Rule of the Road #2: Pukka Protocol
As we pulled back onto the highway, a triad of menacing black SUVs whizzed past us in a dust cloud that left me giddy from the Doppler effect. Abhilasha shimmied slightly to the left in their wake. I sighed: two aukaat-fuelled drubbings in the space of five minutes. The Nano might be one of India’s new industrial darlings, but when it came to the pecking order of the road, she had to take her place among the hierarchy that was dictated by one simple rule: size.
If a person has to be asked what their aukaat is, the question is already an insult. Varma’s cautionary pointer might be perplexing if applied to social situations by a foreigner and an outsider like myself, but when I looked at his principle through the prism of highway etiquette, it was a no-brainer. On the roads it was clear who was boss: bulk and velocity ruled. If the oncoming vehicle was bigger than me, I relented; if it was smaller, I cut it up. It was that easy.
At the top of the highway power pyramid were the lumbering lorries, the articulated kind that measured about ten times the length of the Nano and moved at a majestic snail’s pace, scattering all terrified objects from their path with their formidable horns that could probably be heard from space.
On the next rung down were the smaller trucks, coaches and buses. They did have a slight speed advantage over the giant lorries in that they were often driven by boy racers who handled their bulky, aging torsos as though they were featherweight Ferraris with spruced-up horns designed to present a more intim- idating impression. Trucks and buses were followed by SUVs and cars, which contained many of their own subcategories, but it goes without saying that the humble low-cost Nano pretty much bookended the spectrum with the likes of a Porsche Cayenne Turbo at the other extreme (the one-lakh car versus the one-crore car). Within that hundredfold price difference lay all the other Tatas, Toyotas, Mahindras and Marutis.
The next category mostly comprised a more domesticated class of machinery. The horse- and bullock-drawn carts, charming and bucolic in appearance, were straightforward farmyard transport modes that were delightfully quaint and environmentally friendly, their only downside being their speed of bullock-miles per hour. Other members of this category included jugaads, vehicles recon- structed from the debris and spare parts harvested from the long since deceased.
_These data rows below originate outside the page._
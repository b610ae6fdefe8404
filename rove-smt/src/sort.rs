use std::fmt;

use thiserror::Error;

/// The sort (symbolic type) of a [`crate::Term`].
///
/// `Int` covers every numeric discriminator the loader recognizes
/// (32-bit ints, times, big integers); the solver backend treats them all
/// as unbounded integers. Sets hold strings, which is all the route-map
/// dialect ever stores in them (community tags).
#[derive(Clone, Debug, PartialEq, Eq)]
pub enum Sort {
    Bool,
    Int,
    Str,
    Unit,
    Option(Box<Sort>),
    Pair(Box<Sort>, Box<Sort>),
    Set,
    /// A record with named fields in a fixed order.
    Record(Vec<(String, Sort)>),
}

impl Sort {
    pub fn option(inner: Sort) -> Sort {
        Sort::Option(Box::new(inner))
    }

    pub fn pair(first: Sort, second: Sort) -> Sort {
        Sort::Pair(Box::new(first), Box::new(second))
    }

    pub fn record<I, S>(fields: I) -> Sort
    where
        I: IntoIterator<Item = (S, Sort)>,
        S: Into<String>,
    {
        Sort::Record(fields.into_iter().map(|(n, s)| (n.into(), s)).collect())
    }

    /// Look up a field's sort in a record sort.
    pub fn field(&self, name: &str) -> Option<&Sort> {
        match self {
            Sort::Record(fields) => fields.iter().find(|(n, _)| n == name).map(|(_, s)| s),
            _ => None,
        }
    }
}

impl fmt::Display for Sort {
    fn fmt(&self, f: &mut fmt::Formatter<'_>) -> fmt::Result {
        match self {
            Sort::Bool => write!(f, "bool"),
            Sort::Int => write!(f, "int"),
            Sort::Str => write!(f, "string"),
            Sort::Unit => write!(f, "unit"),
            Sort::Option(inner) => write!(f, "option<{inner}>"),
            Sort::Pair(a, b) => write!(f, "pair<{a}, {b}>"),
            Sort::Set => write!(f, "set<string>"),
            Sort::Record(fields) => {
                write!(f, "{{")?;
                for (i, (name, sort)) in fields.iter().enumerate() {
                    if i > 0 {
                        write!(f, ", ")?;
                    }
                    write!(f, "{name}: {sort}")?;
                }
                write!(f, "}}")
            }
        }
    }
}

/// A sort mismatch discovered while inferring the sort of a term.
///
/// Terms are built by the AST evaluator, so a sort error is a fault in the
/// supplied policy (or in a hand-built formula), not a solver problem.
#[derive(Debug, Error, miette::Diagnostic)]
#[diagnostic(code(rove::smt::sort))]
pub enum SortError {
    #[error("expected a term of sort {expected}, found {found} in {context}")]
    Mismatch {
        expected: String,
        found: Sort,
        context: &'static str,
    },

    #[error("branches of an ite disagree: {then_sort} vs {else_sort}")]
    BranchMismatch { then_sort: Sort, else_sort: Sort },

    #[error("equality compares {left} with {right}")]
    UnequalOperands { left: Sort, right: Sort },

    #[error("record {record} has no field named {field:?}")]
    UnknownField { record: Sort, field: String },
}
//! The on-disk network specification and its compilation into a
//! [`Network`].
//!
//! A file names its nodes, each with an optional initial route expression,
//! per-neighbor import/export policy chains (names into `declarations`),
//! an optional temporal invariant and an optional safety predicate name.
//! An edge `u -> v` exists exactly when `v` lists `u` under `policies`.

use std::collections::BTreeMap;
use std::sync::Arc;

use miette::Diagnostic;
use rove_ast::{AstError, AstFunction, AstPredicate, Env, LoadError, Ty};
use rove_ast::load::Loader;
use rove_smt::Term;
use serde::Deserialize;
use thiserror::Error;

use crate::network::{
    AnnotationFn, Network, NetworkError, PropertyFn, RouteFn,
};
use crate::route::RouteType;
use crate::symbolic::SymbolicParam;
use crate::topology::Topology;

#[derive(Debug, Error, Diagnostic)]
pub enum BuildError {
    #[error("specification is not valid JSON")]
    #[diagnostic(code(rove::net::build))]
    Json(#[from] serde_json::Error),

    #[error(transparent)]
    #[diagnostic(transparent)]
    Load(#[from] LoadError),

    #[error(transparent)]
    #[diagnostic(transparent)]
    Ast(#[from] AstError),

    #[error(transparent)]
    #[diagnostic(transparent)]
    Net(#[from] NetworkError),

    #[error("node {node:?} references undeclared function {name:?}")]
    #[diagnostic(code(rove::net::build))]
    UnknownDeclaration { node: String, name: String },

    #[error("node {node:?} names {name:?} as its safety predicate, which is not declared")]
    #[diagnostic(code(rove::net::build))]
    UnknownAssert { node: String, name: String },

    #[error("symbolic {name:?} names {predicate:?} as its constraint, which is not declared")]
    #[diagnostic(code(rove::net::build))]
    UnknownConstraint { name: String, predicate: String },
}

/// Which route datatype a file's policies are written against.
#[derive(Clone, Copy, Debug, Default, Deserialize, PartialEq, Eq)]
#[serde(rename_all = "lowercase")]
pub enum RouteKind {
    #[default]
    Bgp,
    Boolean,
}

impl RouteKind {
    pub fn route_type(self) -> RouteType {
        match self {
            RouteKind::Bgp => RouteType::bgp(),
            RouteKind::Boolean => RouteType::boolean(),
        }
    }
}

#[derive(Clone, Debug, Deserialize)]
pub struct NetworkSpec {
    #[serde(default)]
    pub route: RouteKind,
    pub nodes: BTreeMap<String, NodeSpec>,
    #[serde(default)]
    pub declarations: BTreeMap<String, serde_json::Value>,
    #[serde(default)]
    pub predicates: BTreeMap<String, serde_json::Value>,
    #[serde(default)]
    pub symbolics: Vec<SymbolicSpec>,
    pub converge_time: i64,
}

#[derive(Clone, Debug, Deserialize)]
pub struct NodeSpec {
    /// Initial route expression; defaults to the route type's default.
    #[serde(default)]
    pub initial: Option<serde_json::Value>,
    /// Keyed by neighbor: having an entry for `u` makes `u` a predecessor.
    #[serde(default)]
    pub policies: BTreeMap<String, EdgePolicy>,
    /// Temporal invariant; defaults to globally-true.
    #[serde(default)]
    pub invariant: Option<serde_json::Value>,
    /// Safety predicate name; defaults to always-true.
    #[serde(default)]
    pub assert: Option<String>,
}

#[derive(Clone, Debug, Default, Deserialize)]
pub struct EdgePolicy {
    /// Applied on this node when receiving from the neighbor.
    #[serde(default)]
    pub import: Vec<String>,
    /// Applied on this node when sending to the neighbor.
    #[serde(default)]
    pub export: Vec<String>,
}

#[derive(Clone, Debug, Deserialize)]
pub struct SymbolicSpec {
    pub name: String,
    #[serde(rename = "type")]
    pub ty: String,
    /// Predicate name constraining the parameter.
    #[serde(default)]
    pub constraint: Option<String>,
}

impl NetworkSpec {
    pub fn from_json(text: &str) -> Result<NetworkSpec, BuildError> {
        Ok(serde_json::from_str(text)?)
    }

    /// Compile into a network over the given route type: load every
    /// declaration, compose per-edge transfer chains, resolve temporal
    /// invariants and safety predicates, and bind symbolic parameters
    /// into scope for all of them.
    pub fn into_network(self, route: RouteType) -> Result<Network, BuildError> {
        let loader = Loader::new(route.sort().clone());

        let mut declarations: BTreeMap<String, AstFunction> = BTreeMap::new();
        for (name, json) in &self.declarations {
            declarations.insert(name.clone(), loader.function(json)?);
        }
        let mut predicates: BTreeMap<String, AstPredicate> = BTreeMap::new();
        for (name, json) in &self.predicates {
            predicates.insert(name.clone(), loader.predicate(json)?);
        }

        let mut symbolics = Vec::new();
        let mut globals = Env::new();
        for s in &self.symbolics {
            let sort = Ty::parse(&s.ty)?.sort(route.sort());
            let param = match &s.constraint {
                None => SymbolicParam::new(s.name.clone(), sort),
                Some(pred_name) => {
                    let pred = predicates.get(pred_name).cloned().ok_or_else(|| {
                        BuildError::UnknownConstraint {
                            name: s.name.clone(),
                            predicate: pred_name.clone(),
                        }
                    })?;
                    SymbolicParam::constrained(
                        s.name.clone(),
                        sort,
                        Arc::new(move |v| pred.apply(v.clone())),
                    )
                }
            };
            globals.bind(s.name.clone(), param.var());
            symbolics.push(param);
        }

        let preds = self
            .nodes
            .iter()
            .map(|(v, spec)| (v.clone(), spec.policies.keys().cloned().collect()))
            .collect();
        let topology = Topology::new(preds);

        let chain = |node: &str, names: &[String]| -> Result<AstFunction, BuildError> {
            let mut fs = Vec::with_capacity(names.len());
            for name in names {
                let f = declarations.get(name).cloned().ok_or_else(|| {
                    BuildError::UnknownDeclaration {
                        node: node.to_string(),
                        name: name.clone(),
                    }
                })?;
                fs.push(f);
            }
            Ok(AstFunction::compose_all(fs)?)
        };

        let mut transfer: BTreeMap<(String, String), RouteFn> = BTreeMap::new();
        for (u, v) in topology.edges() {
            let export = match self.nodes.get(u).and_then(|n| n.policies.get(v)) {
                Some(p) => chain(u, &p.export)?,
                None => AstFunction::identity(),
            };
            let import = match self.nodes.get(v).and_then(|n| n.policies.get(u)) {
                Some(p) => chain(v, &p.import)?,
                None => AstFunction::identity(),
            };
            let edge_fn = export.compose(import)?;
            let env = globals.clone();
            transfer.insert(
                (u.to_string(), v.to_string()),
                Arc::new(move |r: &Term| edge_fn.apply_in(&env, r.clone())),
            );
        }

        let mut initial = BTreeMap::new();
        let mut annotations: BTreeMap<String, AnnotationFn> = BTreeMap::new();
        let mut properties: BTreeMap<String, PropertyFn> = BTreeMap::new();
        for (v, spec) in &self.nodes {
            let init = match &spec.initial {
                Some(json) => loader.expr(json)?.evaluate(&globals)?,
                None => route.default_route(),
            };
            initial.insert(v.clone(), init);

            let ann = match &spec.invariant {
                Some(json) => loader.temporal(json)?.resolve(&predicates)?,
                None => rove_ast::Annotation::trivially_true(),
            };
            let env = globals.clone();
            annotations.insert(
                v.clone(),
                Arc::new(move |r: &Term, t: &Term| ann.at(&env, r, t)),
            );

            let prop: PropertyFn = match &spec.assert {
                Some(name) => {
                    let pred = predicates.get(name).cloned().ok_or_else(|| {
                        BuildError::UnknownAssert {
                            node: v.clone(),
                            name: name.clone(),
                        }
                    })?;
                    let env = globals.clone();
                    Arc::new(move |r: &Term| pred.apply_in(&env, r.clone()))
                }
                None => Arc::new(|_: &Term| Ok(Term::Bool(true))),
            };
            properties.insert(v.clone(), prop);
        }

        let merge_route = route.clone();
        Ok(Network::new(
            topology,
            route,
            initial,
            transfer,
            Arc::new(move |a, b| merge_route.merge(a, b)),
            annotations,
            properties,
            symbolics,
            self.converge_time,
        )?)
    }
}

#[cfg(test)]
mod tests {
    use super::*;
    use rove_smt::{Model, Value};
    use serde_json::json;

    fn reachability_spec() -> serde_json::Value {
        json!({
            "converge_time": 4,
            "declarations": {
                "forward": {
                    "Arg": "r",
                    "Body": [{"$type": "Return(_)", "Expr": {"$type": "Var(_)", "Name": "r"}}]
                }
            },
            "predicates": {
                "reached": {"Arg": "r", "Expr": {"$type": "Var(_)", "Name": "r"}}
            },
            "nodes": {
                "a": {
                    "initial": {"$type": "Bool", "Value": true},
                    "invariant": {"$type": "Globally", "Predicate": "reached"},
                    "assert": "reached"
                },
                "b": {
                    "policies": {"a": {"import": ["forward"]}},
                    "invariant": {"$type": "Finally", "Time": 1, "Then": "reached"},
                    "assert": "reached"
                }
            }
        })
    }

    fn build() -> Network {
        let spec: NetworkSpec = serde_json::from_value(reachability_spec()).unwrap();
        spec.into_network(RouteType::boolean()).unwrap()
    }

    #[test]
    fn edges_come_from_policy_entries() {
        let net = build();
        assert_eq!(net.topology().n_edges(), 1);
        assert_eq!(net.topology().predecessors("b"), &["a"]);
        assert!(net.topology().predecessors("a").is_empty());
    }

    #[test]
    fn missing_initial_defaults_to_the_route_default() {
        let net = build();
        assert_eq!(
            net.initial("b").unwrap().eval(&Model::new()).unwrap(),
            Value::Bool(false)
        );
        assert_eq!(
            net.initial("a").unwrap().eval(&Model::new()).unwrap(),
            Value::Bool(true)
        );
    }

    #[test]
    fn transfer_runs_the_composed_policy_chain() {
        let net = build();
        let out = net.transfer("a", "b", &Term::Bool(true)).unwrap();
        assert_eq!(out.eval(&Model::new()).unwrap(), Value::Bool(true));
    }

    #[test]
    fn invariants_resolve_through_the_temporal_layer() {
        let net = build();
        // b's Finally(1, reached) is vacuous at time 0, binding at time 1.
        let vacuous = net
            .annotation("b", &Term::Bool(false), &Term::Int(0))
            .unwrap();
        assert!(vacuous.eval_bool(&Model::new()).unwrap());
        let binding = net
            .annotation("b", &Term::Bool(false), &Term::Int(1))
            .unwrap();
        assert!(!binding.eval_bool(&Model::new()).unwrap());
    }

    #[test]
    fn unknown_policy_name_fails_the_build() {
        let mut spec_json = reachability_spec();
        spec_json["nodes"]["b"]["policies"]["a"]["import"] = json!(["no_such"]);
        let spec: NetworkSpec = serde_json::from_value(spec_json).unwrap();
        let err = spec.into_network(RouteType::boolean()).unwrap_err();
        assert!(matches!(err, BuildError::UnknownDeclaration { name, .. } if name == "no_such"));
    }

    #[test]
    fn symbolic_parameters_are_in_scope_for_initial_routes() {
        let spec_json = json!({
            "converge_time": 2,
            "symbolics": [
                {"name": "seed", "type": "TBool", "constraint": "yes"}
            ],
            "predicates": {
                "yes": {"Arg": "r", "Expr": {"$type": "Var(_)", "Name": "r"}}
            },
            "nodes": {
                "a": {"initial": {"$type": "Var(_)", "Name": "seed"}}
            }
        });
        let spec: NetworkSpec = serde_json::from_value(spec_json).unwrap();
        let net = spec.into_network(RouteType::boolean()).unwrap();
        assert_eq!(
            net.initial("a").unwrap(),
            &Term::var("seed", rove_smt::Sort::Bool)
        );
        let assumptions = net.assumptions().unwrap();
        let model = Model::new().with("seed", Value::Bool(true));
        assert!(assumptions.eval_bool(&model).unwrap());
    }
}
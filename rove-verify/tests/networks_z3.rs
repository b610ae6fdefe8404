#![cfg(feature = "z3")]

use rove_net::{Network, NetworkSpec, RouteType};
use rove_smt::SmtProfile;
use rove_smt::solver::z3_backend::Z3Backend;
use rove_verify::{CheckKind, CheckOutcome, NullSink, Verifier};

fn build(spec: serde_json::Value, route: RouteType) -> Network {
    let spec: NetworkSpec = serde_json::from_value(spec).expect("spec");
    spec.into_network(route).expect("network")
}

/// A source node that starts reached and a chain forwarding the flag, with
/// annotations saying each node is reached one hop later.
fn reachability_chain(sound: bool) -> Network {
    // The unsound variant only asserts a is reached from time 1 onward, so
    // at time 0 nothing is known about a's route and the inductive step at
    // b cannot go through, even though every base check passes.
    let a_invariant = if sound {
        serde_json::json!({"$type": "Globally", "Predicate": "reached"})
    } else {
        serde_json::json!({"$type": "Finally", "Time": 1, "Then": "reached"})
    };
    build(
        serde_json::json!({
            "converge_time": 2,
            "declarations": {
                "forward": {
                    "Arg": "r",
                    "Body": [{"$type": "Return(_)", "Expr": {"$type": "Var(_)", "Name": "r"}}]
                }
            },
            "predicates": {
                "reached": {"Arg": "r", "Expr": {"$type": "Var(_)", "Name": "r"}}
            },
            "nodes": {
                "a": {
                    "initial": {"$type": "Bool", "Value": true},
                    "invariant": a_invariant,
                    "assert": "reached"
                },
                "b": {
                    "policies": {"a": {"import": ["forward"]}},
                    "invariant": {"$type": "Finally", "Time": 1, "Then": "reached"},
                    "assert": "reached"
                }
            }
        }),
        RouteType::boolean(),
    )
}

fn timeout() -> u32 {
    SmtProfile::Ci.timeout_ms()
}

#[test]
fn z3_sound_reachability_chain_proves_every_check() {
    let report = Verifier::new(&Z3Backend::new(), timeout())
        .run(&reachability_chain(true), &NullSink)
        .expect("run");
    for result in &report.results {
        assert!(
            result.outcome.is_proved(),
            "{} at {:?} was not proved",
            result.kind,
            result.node
        );
    }
}

#[test]
fn z3_unsound_annotation_fails_inductively_at_the_right_node() {
    let report = Verifier::new(&Z3Backend::new(), timeout())
        .skip_monolithic()
        .run(&reachability_chain(false), &NullSink)
        .expect("run");

    let inductive_b = report
        .results
        .iter()
        .find(|r| r.kind == CheckKind::Inductive && r.node.as_deref() == Some("b"))
        .expect("inductive result for b");
    match &inductive_b.outcome {
        CheckOutcome::Disproved(cex) => {
            let text = cex.to_string();
            assert!(text.contains("inductive check failed at node b"), "{text}");
            assert!(text.contains("neighbor a of b"), "{text}");
            assert!(cex.time.is_some());
        }
        other => panic!("expected a counterexample, got {other:?}"),
    }
}

#[test]
fn z3_modular_pass_implies_monolithic_pass() {
    let backend = Z3Backend::new();
    for k in 2..=4 {
        let mut nodes = serde_json::Map::new();
        nodes.insert(
            "n0".to_string(),
            serde_json::json!({
                "initial": {"$type": "Bool", "Value": true},
                "invariant": {"$type": "Globally", "Predicate": "reached"},
                "assert": "reached"
            }),
        );
        for i in 1..k {
            nodes.insert(
                format!("n{i}"),
                serde_json::json!({
                    "policies": { format!("n{}", i - 1): {} },
                    "invariant": {"$type": "Finally", "Time": i, "Then": "reached"},
                    "assert": "reached"
                }),
            );
        }
        let network = build(
            serde_json::json!({
                "converge_time": k,
                "predicates": {
                    "reached": {"Arg": "r", "Expr": {"$type": "Var(_)", "Name": "r"}}
                },
                "nodes": nodes
            }),
            RouteType::boolean(),
        );
        let report = Verifier::new(&backend, timeout())
            .run(&network, &NullSink)
            .expect("run");
        let modular_ok = report
            .results
            .iter()
            .filter(|r| r.kind != CheckKind::Monolithic)
            .all(|r| r.outcome.is_proved());
        let monolithic = report
            .results
            .iter()
            .find(|r| r.kind == CheckKind::Monolithic)
            .expect("monolithic result");
        assert!(modular_ok, "modular checks failed on the {k}-chain");
        assert!(
            monolithic.outcome.is_proved(),
            "monolithic disagreed with the modular checks on the {k}-chain"
        );
    }
}

#[test]
fn z3_symbolic_destination_constraint_reaches_the_counterexample() {
    // lp is symbolic but constrained nonnegative; the safety property
    // demands lp >= 1, so the counterexample must pick lp = 0.
    let network = build(
        serde_json::json!({
            "converge_time": 1,
            "symbolics": [
                {"name": "lp0", "type": "TInt32", "constraint": "nonneg"}
            ],
            "predicates": {
                "nonneg": {
                    "Arg": "x",
                    "Expr": {
                        "$type": "LessThanEqual(_)",
                        "Operand1": {"$type": "Int32", "Value": 0},
                        "Operand2": {"$type": "Var(_)", "Name": "x"}
                    }
                },
                "big": {
                    "Arg": "r",
                    "Expr": {
                        "$type": "LessThanEqual(_)",
                        "Operand1": {"$type": "Int32", "Value": 1},
                        "Operand2": {"$type": "Var(_)", "Name": "r"}
                    }
                },
                "is_lp0": {
                    "Arg": "r",
                    "Expr": {
                        "$type": "Equal(_)",
                        "Operand1": {"$type": "Var(_)", "Name": "r"},
                        "Operand2": {"$type": "Var(_)", "Name": "lp0"}
                    }
                }
            },
            "nodes": {
                "a": {
                    "initial": {"$type": "Var(_)", "Name": "lp0"},
                    "invariant": {"$type": "Globally", "Predicate": "is_lp0"},
                    "assert": "big"
                }
            }
        }),
        RouteType::new(rove_smt::Sort::Int),
    );
    let report = Verifier::new(&Z3Backend::new(), timeout())
        .skip_monolithic()
        .run(&network, &NullSink)
        .expect("run");
    let safety = report
        .results
        .iter()
        .find(|r| r.kind == CheckKind::Safety)
        .expect("safety result");
    match &safety.outcome {
        CheckOutcome::Disproved(cex) => {
            let lp0 = cex
                .symbolics
                .iter()
                .find(|(name, _)| name == "lp0")
                .map(|(_, v)| v.clone())
                .expect("symbolic lp0 in the counterexample");
            assert_eq!(lp0, rove_smt::Value::Int(0));
        }
        other => panic!("expected a counterexample, got {other:?}"),
    }
}
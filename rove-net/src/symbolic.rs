use std::fmt;
use std::sync::Arc;

use rove_ast::AstError;
use rove_smt::{Sort, Term};

/// Constraint attached to a symbolic parameter, as a term builder over the
/// parameter's variable.
pub type ConstraintFn = Arc<dyn Fn(&Term) -> Result<Term, AstError> + Send + Sync>;

/// A free symbolic value shared by every formula of a network, e.g. the
/// identity of a symbolic destination. Unconstrained unless a constraint
/// is attached.
#[derive(Clone)]
pub struct SymbolicParam {
    pub name: String,
    pub sort: Sort,
    constraint: Option<ConstraintFn>,
}

impl SymbolicParam {
    pub fn new(name: impl Into<String>, sort: Sort) -> SymbolicParam {
        SymbolicParam {
            name: name.into(),
            sort,
            constraint: None,
        }
    }

    pub fn constrained(
        name: impl Into<String>,
        sort: Sort,
        constraint: ConstraintFn,
    ) -> SymbolicParam {
        SymbolicParam {
            name: name.into(),
            sort,
            constraint: Some(constraint),
        }
    }

    /// The parameter as a term.
    pub fn var(&self) -> Term {
        Term::var(self.name.clone(), self.sort.clone())
    }

    /// The constraint instantiated at the parameter's variable, or `true`.
    pub fn encode(&self) -> Result<Term, AstError> {
        match &self.constraint {
            Some(f) => f(&self.var()),
            None => Ok(Term::Bool(true)),
        }
    }
}

impl fmt::Debug for SymbolicParam {
    fn fmt(&self, f: &mut fmt::Formatter<'_>) -> fmt::Result {
        f.debug_struct("SymbolicParam")
            .field("name", &self.name)
            .field("sort", &self.sort)
            .field("constrained", &self.constraint.is_some())
            .finish()
    }
}

#[cfg(test)]
mod tests {
    use super::*;
    use rove_smt::{Model, Value};

    #[test]
    fn unconstrained_parameters_encode_to_true() {
        let p = SymbolicParam::new("d", Sort::Int);
        assert_eq!(p.encode().unwrap(), Term::Bool(true));
        assert_eq!(p.var(), Term::var("d", Sort::Int));
    }

    #[test]
    fn constraints_apply_to_the_variable() {
        let p = SymbolicParam::constrained(
            "d",
            Sort::Int,
            Arc::new(|v| Ok(Term::le(Term::Int(0), v.clone()))),
        );
        let encoded = p.encode().unwrap();
        let ok = Model::new().with("d", Value::Int(3));
        let bad = Model::new().with("d", Value::Int(-1));
        assert!(encoded.eval_bool(&ok).unwrap());
        assert!(!encoded.eval_bool(&bad).unwrap());
    }
}
#![forbid(unsafe_code)]

//! Command-line front end: load network specification files, build their
//! models, run every proof obligation and print per-node results.

use std::fs;
use std::path::PathBuf;

use clap::{Parser, ValueEnum};
use miette::{IntoDiagnostic, Result, WrapErr};

use rove_smt::{SmtBackend, SmtProfile};
use rove_verify::{CheckOutcome, ObligationResult, ReportSink, Verifier};

#[derive(Parser)]
#[command(name = "rove", about = "Inductive verification of routing protocol policies")]
struct Cli {
    /// Network specification files to verify.
    #[arg(required = true)]
    files: Vec<PathBuf>,

    /// Solver effort profile.
    #[arg(long, value_enum, default_value_t = Profile::Fast)]
    profile: Profile,

    /// Per-query timeout override in milliseconds.
    #[arg(long)]
    timeout_ms: Option<u32>,

    /// Run only the modular checks, skipping the whole-network query.
    #[arg(long)]
    skip_monolithic: bool,
}

#[derive(Clone, Copy, ValueEnum)]
enum Profile {
    Fast,
    Ci,
    Thorough,
}

impl Profile {
    fn smt(self) -> SmtProfile {
        match self {
            Profile::Fast => SmtProfile::Fast,
            Profile::Ci => SmtProfile::Ci,
            Profile::Thorough => SmtProfile::Thorough,
        }
    }
}

/// Prints each result as its worker finishes it.
struct PrintingSink;

impl ReportSink for PrintingSink {
    fn record(&self, result: &ObligationResult) {
        let target = match &result.node {
            Some(node) => format!("{} at {node}", result.kind),
            None => result.kind.to_string(),
        };
        let verdict = match &result.outcome {
            CheckOutcome::Proved => "passed",
            CheckOutcome::Disproved(_) => "FAILED",
            CheckOutcome::Unknown => "unknown (timeout?)",
        };
        println!("    {target}: {verdict} in {:.3}s", result.elapsed.as_secs_f64());
    }
}

#[cfg(feature = "z3")]
fn backend() -> impl SmtBackend {
    rove_smt::solver::z3_backend::Z3Backend::new()
}

#[cfg(not(feature = "z3"))]
fn backend() -> impl SmtBackend {
    rove_smt::UnavailableBackend
}

fn main() -> Result<()> {
    let cli = Cli::parse();
    let timeout_ms = cli.timeout_ms.unwrap_or(cli.profile.smt().timeout_ms());
    let backend = backend();

    for path in &cli.files {
        println!("{}:", path.display());
        let text = fs::read_to_string(path)
            .into_diagnostic()
            .wrap_err_with(|| format!("reading {}", path.display()))?;
        let spec = rove_net::NetworkSpec::from_json(&text)
            .wrap_err_with(|| format!("loading {}", path.display()))?;
        let route = spec.route.route_type();
        let network = spec
            .into_network(route)
            .wrap_err_with(|| format!("building the network from {}", path.display()))?;

        let mut verifier = Verifier::new(&backend, timeout_ms);
        if cli.skip_monolithic {
            verifier = verifier.skip_monolithic();
        }
        let report = verifier.run(&network, &PrintingSink)?;

        for failure in report.failures() {
            if let CheckOutcome::Disproved(cex) = &failure.outcome {
                print!("{cex}");
            }
        }
        let summary = if report.all_proved() {
            "all checks passed"
        } else {
            "some checks did not pass"
        };
        println!(
            "  {summary} ({} obligations in {:.3}s)",
            report.results.len(),
            report.elapsed.as_secs_f64()
        );
    }
    Ok(())
}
A motor from here, a gear box from there, some tractor wheels found near railway tracks and the disused wooden carriage that’s been rotting in the back field since the last horse died two years ago: put them all together and you have a weird hybrid tractor–cart thing that was invariably piled up with hay or people or both, and set to putter along the countryside roads in the early mornings or at dusk, taxiing its load from farms to villages and back again.
Next up were the auto-rickshaws and Tempos, three-wheelers often loaded with people that could hold anything up to an entire class of schoolchildren. In cities, rickshaws ruled the roost with their plucky moves and swift turns, but on the highways they were humbled by the sheer fact of their slowness, holding themselves rather sheepishly to the left as they let traffic hurl past them. Down another notch were the two-wheelers, a term encompassing everything from a moped to a high-speed Honda, although it usually meant a 125cc motorbike ridden by a minimum of three to four adults with the added option of children, livestock and industrial hardware balanced at various points for optimum weight distribution. They were closely followed by bicycles, which were capable of performing similar functions but at much lower speeds. And then there were those who travelled on foot: goats, dogs, hogs and, finally, people. At the bottom of the pyramid of power, pedestrians were molested the most: cars hurtled by them within inches of their elbows and honked at them angrily at road crossings where they’d let a cow pass with reverential awe.
But just as caste barriers were beginning to crumble in India with the advent of a new, modernizing wave of social structure, so too were road users trumping one another and undermining the rules of road aukaat by use of all manner of resources. Take cleanliness as an example: in a country rife with dust, fumes and the humidity to mix them into sticky pollution, cleanliness is very much next to godliness. Despite this, a pristine sunshine yellow coat was not something I was always able to arrange for Abhilasha: many were the mornings I drove her out into the world looking like the Swamp Thing after a particularly bitchy mud fight.
Power in numbers was another trick for manipulating the traf- fic to one’s will, and no road user displayed this ploy as well as humble livestock. A single sheep or goat by the side of the road was potential roadkill, but in herds they were formidable traffic stoppers who didn’t differentiate between high-speed highways and back-country roads.
Speed and sprightliness were another option for blindsiding other road users into giving way. If you could outrun or even dodge the bastard, it didn’t really matter how big he was. And this was the principle that I, by all rights a foreigner and an outcast, used from inside my yellow Indian avatar. When I was on form and Abhilasha in good fettle, the two of us were able to leave many a red-faced Maruti Zen or Tata Indica sprawling in our slipstream.
It seemed to me that social mobility was possible, at least as far as the roads were concerned. If I swerved, dodged and blared my horn enough in the face of my so-called superiors – leaving them in the sorry knowledge that maybe they weren’t the kings of the highway after all – then there was a small orifice in the fortress of aukaat through which the proles and their one-lakh cars could just about squeeze.